What to produce: In the listing below, print exactly the lines from the first through the one that contains "peer's lifetime; a".
"""
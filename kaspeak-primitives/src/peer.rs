use std::fmt;

use kaspeak_crypto::curve::CurveError;
use kaspeak_crypto::identifier::ChainKey;
use kaspeak_crypto::key::{PublicKey, SecretKey, Signature};
use once_cell::sync::OnceCell;

/// Sender descriptor attached to every inbound message.
///
/// The expensive derivations, the ECDH shared secret and the chain key it
/// seeds, are computed at most once and cached for the peer's lifetime; a
/// peer lives exactly as long as its containing message header.
#[derive(Clone)]
pub struct Peer {
    address: String,
    public_key: PublicKey,
    signature: Signature,
    is_own: bool,
    local_secret: SecretKey,
    shared_secret: OnceCell<[u8; 32]>,
    chain_key: OnceCell<ChainKey>,
}

impl Peer {
    /// `local_secret` is the receiving session's key, needed to run ECDH
    /// against the sender; `is_own` marks messages the session itself
    /// published.
    pub fn new(
        address: String,
        public_key: PublicKey,
        signature: Signature,
        is_own: bool,
        local_secret: SecretKey,
    ) -> Self {
        Self {
            address,
            public_key,
            signature,
            is_own,
            local_secret,
            shared_secret: OnceCell::new(),
            chain_key: OnceCell::new(),
        }
    }

    pub fn address(&self) -> &str {
        &self.address
    }

    pub fn public_key(&self) -> &PublicKey {
        &self.public_key
    }

    pub fn signature(&self) -> &Signature {
        &self.signature
    }

    pub fn is_own(&self) -> bool {
        self.is_own
    }

    /// The session's own secret, exposed only for peers the session itself
    /// authored.
    pub fn own_secret(&self) -> Option<&SecretKey> {
        self.is_own.then_some(&self.local_secret)
    }

    /// `SHA256(SHA256(ECDH(local, peer)))`, cached after the first call.
    pub fn shared_secret(&self) -> Result<&[u8; 32], CurveError> {
        self.shared_secret
            .get_or_try_init(|| self.local_secret.shared_secret(&self.public_key))
    }

    /// `int(SHA256(shared_secret))`, cached after the first call.
    pub fn chain_key(&self) -> Result<&ChainKey, CurveError> {
        self.chain_key.get_or_try_init(|| {
            let shared = self.shared_secret()?;
            Ok(ChainKey::from_shared_secret(shared))
        })
    }
}

impl fmt::Debug for Peer {
    fn fmt(&self, f: &mut fmt::Formatter<'_>) -> fmt::Result {
        f.debug_struct("Peer")
            .field("address", &self.address)
            .field("public_key", &self.public_key)
            .field("is_own", &self.is_own)
            .finish()
    }
}

#[cfg(test)]
mod tests {
    use super::*;

    fn peer_pair() -> (Peer, Peer) {
        let alice = SecretKey::from_u64(6).unwrap();
        let bob = SecretKey::from_u64(1337).unwrap();
        let sig = Signature::from([0u8; 64]);

        let seen_by_alice = Peer::new(
            "kaspa:bob".into(),
            bob.public_key(),
            sig,
            false,
            alice.clone(),
        );
        let seen_by_bob = Peer::new(
            "kaspa:alice".into(),
            alice.public_key(),
            sig,
            false,
            bob,
        );
        (seen_by_alice, seen_by_bob)
    }

    #[test]
    fn both_sides_derive_the_same_secrets() {
        let (a, b) = peer_pair();
        assert_eq!(a.shared_secret().unwrap(), b.shared_secret().unwrap());
        assert_eq!(a.chain_key().unwrap(), b.chain_key().unwrap());
    }

    #[test]
    fn derivations_are_cached() {
        let (a, _) = peer_pair();
        let first = *a.shared_secret().unwrap();
        let second = *a.shared_secret().unwrap();
        assert_eq!(first, second);
        assert!(std::ptr::eq(
            a.shared_secret().unwrap(),
            a.shared_secret().unwrap()
        ));
    }

    #[test]
    fn own_secret_is_gated() {
        let local = SecretKey::from_u64(6).unwrap();
        let own = Peer::new(
            "kaspa:me".into(),
            local.public_key(),
            Signature::from([0u8; 64]),
            true,
            local.clone(),
        );
        let foreign = Peer::new(
            "kaspa:them".into(),
            SecretKey::from_u64(7).unwrap().public_key(),
            Signature::from([0u8; 64]),
            false,
            local,
        );

        assert!(own.own_secret().is_some());
        assert!(foreign.own_secret().is_none());
    }
}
"""
Finished task:
filename kaspeak-primitives/src/peer.rs
use std::fmt;

use kaspeak_crypto::curve::CurveError;
use kaspeak_crypto::identifier::ChainKey;
use kaspeak_crypto::key::{PublicKey, SecretKey, Signature};
use once_cell::sync::OnceCell;

/// Sender descriptor attached to every inbound message.
///
/// The expensive derivations, the ECDH shared secret and the chain key it
/// seeds, are computed at most once and cached for the peer's lifetime; a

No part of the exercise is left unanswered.